One thing that I always tell people though is that I have found that the animals that are born on our farm do better than the animals that we bring to the farm. With that in mind we are very seriously considering raising and selecting our own breeding stock so that we can incubate/hatch our own meat birds. I'm not sure that it will happen, but it is something that interests me quite a bit! If anyone has any thoughts or book recommendations on that subject I would love to hear them.

Thursday, August 16, 2012

This is a Blog Post :: Not a Test

Lately it sure seems like “the beginning farmer” has become “the quitting farmer”. And although I did not quit farming, it is very much evident that I did quit writing. I spent the last week or so writing and re-writing a post explaining why I drifted away from the blog and sharing the farming experience, but after reading it over and over again I think it is just best that I say ... I quit blogging about the farm journey and now I would like to start again ... yes ... that seems much easier!

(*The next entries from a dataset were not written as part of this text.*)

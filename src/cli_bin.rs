//! Terminal front-end: the same session as the desktop app, driven from stdin.

use std::collections::HashSet;
use std::io::Write;
use std::path::PathBuf;
use std::process::ExitCode;
use std::time::Duration;

use clap::Parser;
use tokio::io::{AsyncBufReadExt, BufReader};

use rag_pdf_chat_lib::config::RagConfig;
use rag_pdf_chat_lib::error::AppError;
use rag_pdf_chat_lib::logging;
use rag_pdf_chat_lib::models::Sender;
use rag_pdf_chat_lib::session::{ScreenKind, SessionView};
use rag_pdf_chat_lib::state::AppState;

const HELP: &str = "\
Type a question and press Enter to ask it.
  /upload <path>   upload a PDF (replaces the current one)
  /remove          remove the document and clear the chat
  /status          show the current document
  /help            show this help
  /quit            exit";

#[derive(Parser, Debug)]
#[command(name = "rag-pdf-chat-cli", about = "Chat with a PDF through a RAG server")]
struct Cli {
    /// RAG server base URL (defaults to RAG_SERVER_URL)
    #[arg(long)]
    server_url: Option<String>,

    /// Request timeout in seconds (defaults to RAG_REQUEST_TIMEOUT_SECS)
    #[arg(long)]
    timeout_secs: Option<u64>,

    /// PDF to upload on start
    #[arg(long)]
    file: Option<PathBuf>,
}

#[derive(Debug, PartialEq)]
enum Input {
    Upload(PathBuf),
    Remove,
    Status,
    Help,
    Quit,
    Question(String),
    Unknown(String),
}

impl Input {
    fn parse(line: &str) -> Self {
        let line = line.trim();
        let Some(command) = line.strip_prefix('/') else {
            return Input::Question(line.to_string());
        };
        let (name, arg) = command
            .split_once(char::is_whitespace)
            .map(|(n, a)| (n, a.trim()))
            .unwrap_or((command, ""));

        match name {
            "upload" if !arg.is_empty() => Input::Upload(PathBuf::from(arg)),
            "remove" => Input::Remove,
            "status" => Input::Status,
            "help" => Input::Help,
            "quit" | "exit" => Input::Quit,
            _ => Input::Unknown(line.to_string()),
        }
    }
}

/// Prints messages the terminal has not shown yet.
#[derive(Default)]
struct Transcript {
    shown: HashSet<String>,
}

impl Transcript {
    fn render(&mut self, view: &SessionView) {
        if view.messages.is_empty() {
            self.shown.clear();
        }
        for message in &view.messages {
            if self.shown.insert(message.id.clone()) {
                let who = match message.sender {
                    Sender::User => "you",
                    Sender::Bot => "bot",
                };
                println!("[{}] {}: {}", message.time, who, message.content);
            }
        }
    }
}

fn progress(view: SessionView) {
    match view.screen {
        ScreenKind::Uploading => {
            let name = view.uploading_name.unwrap_or_default();
            println!("Uploading {name}... please wait while the document is processed");
        }
        ScreenKind::FilePresent if view.loading => println!("Thinking..."),
        _ => {}
    }
}

fn status(view: &SessionView) {
    match &view.file {
        Some(file) => println!(
            "{} ({}) uploaded {}",
            file.name, file.size_label, file.uploaded_at
        ),
        None => println!("No document. Use /upload <path> to add a PDF (max 50MB)."),
    }
}

async fn upload(state: &AppState, transcript: &mut Transcript, path: &std::path::Path) {
    match state.upload_path(path, progress).await {
        Ok(view) => {
            transcript.render(&view);
            status(&view);
        }
        Err(e) => eprintln!("! {e}"),
    }
}

async fn repl(state: &AppState, mut transcript: Transcript) -> Result<(), AppError> {
    let mut lines = BufReader::new(tokio::io::stdin()).lines();

    loop {
        print!("> ");
        std::io::stdout().flush()?;

        let Some(line) = lines.next_line().await? else {
            return Ok(());
        };

        match Input::parse(&line) {
            Input::Upload(path) => upload(state, &mut transcript, &path).await,
            Input::Remove => {
                let view = state.remove_file();
                transcript.render(&view);
                println!("Document removed.");
            }
            Input::Status => status(&state.view()),
            Input::Help => println!("{HELP}"),
            Input::Quit => return Ok(()),
            Input::Unknown(command) => eprintln!("! Unknown command: {command} (try /help)"),
            Input::Question(question) => match state.ask(&question, progress).await {
                Ok(view) => transcript.render(&view),
                Err(AppError::EmptyQuestion) => {}
                Err(e) => eprintln!("! {e}"),
            },
        }
    }
}

async fn run(cli: Cli) -> Result<(), AppError> {
    let mut config = RagConfig::from_env()?;
    if let Some(url) = cli.server_url.as_deref() {
        config = RagConfig::new(url)?.with_timeout(config.request_timeout);
    }
    if let Some(secs) = cli.timeout_secs {
        config = config.with_timeout(Duration::from_secs(secs));
    }

    tracing::info!(server_url = %config.server_url, "RAG PDF Chat v{}", env!("CARGO_PKG_VERSION"));
    let state = AppState::from_config(&config)?;
    let mut transcript = Transcript::default();

    status(&state.view());
    if let Some(path) = cli.file.as_deref() {
        upload(&state, &mut transcript, path).await;
    }
    println!("{HELP}");

    repl(&state, transcript).await
}

#[tokio::main]
async fn main() -> ExitCode {
    logging::init();
    let cli = Cli::parse();

    match run(cli).await {
        Ok(()) => ExitCode::SUCCESS,
        Err(e) => {
            tracing::error!(error = %e, "Exiting");
            eprintln!("error: {e}");
            ExitCode::FAILURE
        }
    }
}

#[cfg(test)]
mod tests {
    use super::*;

    #[test]
    fn test_parse_commands() {
        assert_eq!(
            Input::parse("/upload  ./docs/my paper.pdf "),
            Input::Upload(PathBuf::from("./docs/my paper.pdf"))
        );
        assert_eq!(Input::parse("/remove"), Input::Remove);
        assert_eq!(Input::parse(" /quit"), Input::Quit);
        assert_eq!(Input::parse("/exit"), Input::Quit);
        assert_eq!(Input::parse("/upload"), Input::Unknown("/upload".into()));
        assert_eq!(Input::parse("/nope"), Input::Unknown("/nope".into()));
    }

    #[test]
    fn test_plain_text_is_a_question() {
        assert_eq!(
            Input::parse("What is the answer? "),
            Input::Question("What is the answer?".into())
        );
        assert_eq!(Input::parse("   "), Input::Question(String::new()));
    }

    #[test]
    fn test_cli_flags() {
        let cli = Cli::try_parse_from([
            "rag-pdf-chat-cli",
            "--server-url",
            "http://127.0.0.1:5000",
            "--file",
            "a.pdf",
        ])
        .unwrap();
        assert_eq!(cli.server_url.as_deref(), Some("http://127.0.0.1:5000"));
        assert_eq!(cli.file, Some(PathBuf::from("a.pdf")));
        assert_eq!(cli.timeout_secs, None);
    }
}
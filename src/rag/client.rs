use reqwest::multipart::{Form, Part};
use reqwest::Client;

use super::{extract_answer, AskRequest, RagError, UPLOAD_FIELD};
use crate::config::RagConfig;
use crate::models::{PdfFile, PDF_MIME};

/// HTTP client for the two RAG server endpoints.
#[derive(Debug, Clone)]
pub struct RagClient {
    http: Client,
    base_url: String,
}

impl RagClient {
    pub fn new(config: &RagConfig) -> Result<Self, RagError> {
        let http = Client::builder().timeout(config.request_timeout).build()?;
        Ok(Self {
            http,
            base_url: config.server_url.clone(),
        })
    }

    pub fn base_url(&self) -> &str {
        &self.base_url
    }

    /// `POST /upload` -- send the document as multipart field `pdfs`.
    /// The response body is not examined.
    pub async fn upload(&self, file: &PdfFile) -> Result<(), RagError> {
        let part = Part::bytes(file.bytes.clone())
            .file_name(file.name.clone())
            .mime_str(PDF_MIME)?;
        let form = Form::new().part(UPLOAD_FIELD, part);

        let resp = self
            .http
            .post(format!("{}/upload", self.base_url))
            .multipart(form)
            .send()
            .await?;

        if !resp.status().is_success() {
            return Err(RagError::Status {
                status: resp.status().as_u16(),
            });
        }
        tracing::debug!(name = %file.name, size = file.size(), "Document accepted by RAG server");
        Ok(())
    }

    /// `POST /ask` -- returns the answer, or `None` when the server replied
    /// without one.
    pub async fn ask(&self, question: &str) -> Result<Option<String>, RagError> {
        let body = AskRequest {
            question: question.to_string(),
        };

        let resp = self
            .http
            .post(format!("{}/ask", self.base_url))
            .json(&body)
            .send()
            .await?;

        if !resp.status().is_success() {
            return Err(RagError::Status {
                status: resp.status().as_u16(),
            });
        }

        let text = resp.text().await?;
        let data: serde_json::Value =
            serde_json::from_str(&text).map_err(|e| RagError::Parse(e.to_string()))?;
        Ok(extract_answer(&data))
    }
}
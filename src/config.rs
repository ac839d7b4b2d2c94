use std::time::Duration;

use crate::error::AppError;

pub const DEFAULT_SERVER_URL: &str = "http://localhost:8000";
pub const DEFAULT_TIMEOUT_SECS: u64 = 120;

#[derive(Debug, Clone, PartialEq, Eq)]
pub struct RagConfig {
    /// Base URL of the RAG server, without a trailing slash.
    pub server_url: String,
    pub request_timeout: Duration,
}

impl RagConfig {
    pub fn new(server_url: &str) -> Result<Self, AppError> {
        Ok(Self {
            server_url: normalize_url(server_url)?,
            request_timeout: Duration::from_secs(DEFAULT_TIMEOUT_SECS),
        })
    }

    pub fn with_timeout(mut self, timeout: Duration) -> Self {
        self.request_timeout = timeout;
        self
    }

    /// Load from the process environment, honouring a `.env` file in the
    /// working directory.
    pub fn from_env() -> Result<Self, AppError> {
        if let Ok(path) = dotenvy::dotenv() {
            tracing::debug!(path = %path.display(), "Loaded .env");
        }
        Self::from_lookup(|key| std::env::var(key).ok())
    }

    fn from_lookup(lookup: impl Fn(&str) -> Option<String>) -> Result<Self, AppError> {
        let server_url = lookup("RAG_SERVER_URL").unwrap_or_else(|| DEFAULT_SERVER_URL.to_string());
        let timeout_secs = match lookup("RAG_REQUEST_TIMEOUT_SECS") {
            Some(raw) => raw.trim().parse::<u64>().map_err(|_| {
                AppError::Config(format!("RAG_REQUEST_TIMEOUT_SECS must be a number, got {raw:?}"))
            })?,
            None => DEFAULT_TIMEOUT_SECS,
        };
        Ok(Self::new(&server_url)?.with_timeout(Duration::from_secs(timeout_secs)))
    }
}

fn normalize_url(raw: &str) -> Result<String, AppError> {
    let url = raw.trim().trim_end_matches('/');
    if !(url.starts_with("http://") || url.starts_with("https://")) {
        return Err(AppError::Config(format!(
            "RAG server URL must start with http:// or https://, got {raw:?}"
        )));
    }
    Ok(url.to_string())
}
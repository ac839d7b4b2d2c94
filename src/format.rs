use chrono::{DateTime, TimeZone};

const UNITS: [&str; 4] = ["Bytes", "KB", "MB", "GB"];

/// Human-readable size with 1024-based units and at most two decimals,
/// e.g. `1536` -> `"1.5 KB"`.
pub fn format_file_size(bytes: u64) -> String {
    if bytes == 0 {
        return "0 Bytes".to_string();
    }

    let mut unit = 0;
    while unit + 1 < UNITS.len() && bytes >= 1024u64.pow(unit as u32 + 1) {
        unit += 1;
    }

    let value = bytes as f64 / 1024f64.powi(unit as i32);
    let rounded = (value * 100.0).round() / 100.0;
    format!("{} {}", rounded, UNITS[unit])
}

/// Hour and minute, zero padded.
pub fn format_time<Tz: TimeZone>(time: &DateTime<Tz>) -> String
where
    Tz::Offset: std::fmt::Display,
{
    time.format("%H:%M").to_string()
}
// Prevents additional console window on Windows in release, DO NOT REMOVE!!
#![cfg_attr(not(debug_assertions), windows_subsystem = "windows")]

fn main() {
    rag_pdf_chat_lib::run()
}
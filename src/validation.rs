use crate::models::{PdfFile, PDF_MIME};

/// Largest document the client will send, 50 MiB.
pub const MAX_UPLOAD_BYTES: u64 = 50 * 1024 * 1024;

#[derive(Debug, Clone, PartialEq, Eq, thiserror::Error)]
pub enum ValidationError {
    #[error("Please upload a PDF file only.")]
    NotPdf { mime_type: String },
    #[error("File size should be less than 50MB.")]
    TooLarge { size: u64 },
}

/// Client-side checks run before any network call.
pub fn validate_pdf(file: &PdfFile) -> Result<(), ValidationError> {
    validate_declared(&file.mime_type, file.size())
}

/// The same checks on what a file claims to be, so a picker or drop can be
/// refused before its bytes are read.
pub fn validate_declared(mime_type: &str, size: u64) -> Result<(), ValidationError> {
    if mime_type != PDF_MIME {
        return Err(ValidationError::NotPdf {
            mime_type: mime_type.to_string(),
        });
    }
    if size > MAX_UPLOAD_BYTES {
        return Err(ValidationError::TooLarge { size });
    }
    Ok(())
}

pub fn is_blank(input: &str) -> bool {
    input.trim().is_empty()
}
use tauri::{AppHandle, State};

use super::emit_view;
use crate::error::AppError;
use crate::session::SessionView;
use crate::state::AppState;

#[tauri::command]
pub fn get_session(state: State<'_, AppState>) -> SessionView {
    state.view()
}

#[tauri::command]
pub fn get_server_url(state: State<'_, AppState>) -> String {
    state.server_url().to_string()
}

#[tauri::command]
pub async fn send_message(
    app: AppHandle,
    state: State<'_, AppState>,
    content: String,
) -> Result<SessionView, AppError> {
    let view = state
        .ask(&content, |view| emit_view(&app, &view))
        .await?;
    emit_view(&app, &view);
    Ok(view)
}
use super::*;

fn value(token: &str, property: &str) -> Option<StyleValue> {
    declarations_for(token).and_then(|r| r.get(property).cloned())
}

#[test]
fn layout_tokens_map_to_flex_properties() {
    assert_eq!(value("flex", "display"), Some(StyleValue::from("flex")));
    assert_eq!(
        value("flex-col", "flexDirection"),
        Some(StyleValue::from("column"))
    );
    assert_eq!(
        value("justify-between", "justifyContent"),
        Some(StyleValue::from("space-between"))
    );
}

#[test]
fn spacing_uses_four_pixel_scale() {
    assert_eq!(value("p-4", "padding"), Some(StyleValue::Integer(16)));
    assert_eq!(value("p-0.5", "padding"), Some(StyleValue::Integer(2)));
    let px = declarations_for("px-2").unwrap();
    assert_eq!(px.get("paddingLeft"), Some(&StyleValue::Integer(8)));
    assert_eq!(px.get("paddingRight"), Some(&StyleValue::Integer(8)));
    assert_eq!(px.len(), 2);
    assert_eq!(value("gap-x-3", "columnGap"), Some(StyleValue::Integer(12)));
}

#[test]
fn sizing_supports_scale_fractions_and_full() {
    assert_eq!(value("w-10", "width"), Some(StyleValue::Integer(40)));
    assert_eq!(value("w-1/2", "width"), Some(StyleValue::from("50%")));
    assert_eq!(value("h-full", "height"), Some(StyleValue::from("100%")));
}

#[test]
fn palette_colors_resolve() {
    assert_eq!(
        value("bg-blue-500", "backgroundColor"),
        Some(StyleValue::from("#3b82f6"))
    );
    assert_eq!(value("text-red-50", "color"), Some(StyleValue::from("#fef2f2")));
    assert!(declarations_for("bg-mauve-500").is_none());
}

#[test]
fn font_size_sets_line_height() {
    let r = declarations_for("text-2xl").unwrap();
    assert_eq!(r.get("fontSize"), Some(&StyleValue::Integer(24)));
    assert_eq!(r.get("lineHeight"), Some(&StyleValue::from("32px")));
    assert_eq!(value("font-bold", "fontWeight"), Some(StyleValue::Integer(700)));
}

#[test]
fn arbitrary_values_pass_through() {
    assert_eq!(value("w-[123px]", "width"), Some(StyleValue::from("123px")));
    assert_eq!(
        value("bg-[#ff0000]", "backgroundColor"),
        Some(StyleValue::from("#ff0000"))
    );
    assert_eq!(value("text-[#00ff00]", "color"), Some(StyleValue::from("#00ff00")));
    assert_eq!(value("text-[20px]", "fontSize"), Some(StyleValue::from("20px")));
    assert!(declarations_for("w-[]").is_none());
}

#[test]
fn opacity_is_a_fraction() {
    assert_eq!(value("opacity-50", "opacity"), Some(StyleValue::Number(0.5)));
    assert_eq!(value("opacity-100", "opacity"), Some(StyleValue::Integer(1)));
    assert!(declarations_for("opacity-150").is_none());
}

#[test]
fn unknown_tokens_are_none() {
    assert!(declarations_for("frobnicate").is_none());
    assert!(declarations_for("p-x").is_none());
    assert!(declarations_for("").is_none());
}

Crooked Gap Farm is rolling along much as it was last time I wrote (I think). We are still raising beef, lamb, pork, chicken, and laying hens ... and we are still selling direct to customers and friends through half/whole sales, the Downtown Des Moines Farmers Market, the Iowa Food Coop, and random deliveries and on-farm sales. The hogs are still very much still the centerpiece of the farm and are living up to their definition as “mortgage lifters” (although we’ll see how that lasts with the current drought). 

The farm is also still very much in “beginning farmer” mode and I would be lying if I said that there were plenty of things that aren’t as far along as I would like them to be. It just seems like there is always an emergency that pops up and keeps us from doing the long-term projects that we would like to be accomplishing. But, I know for a fact that is just typical farm life and nothing special. 

So, here is a post on my blog ... the first in a very, very, very long time. I’m not making any promises on when or if there will be another blog post (I did just delete a folder of blog posts I had planned on putting up last time I said I would begin blogging). But, let me just say this ... I do want to write again ... I lost my drive to write and I would like to bring it back ... to share the farm.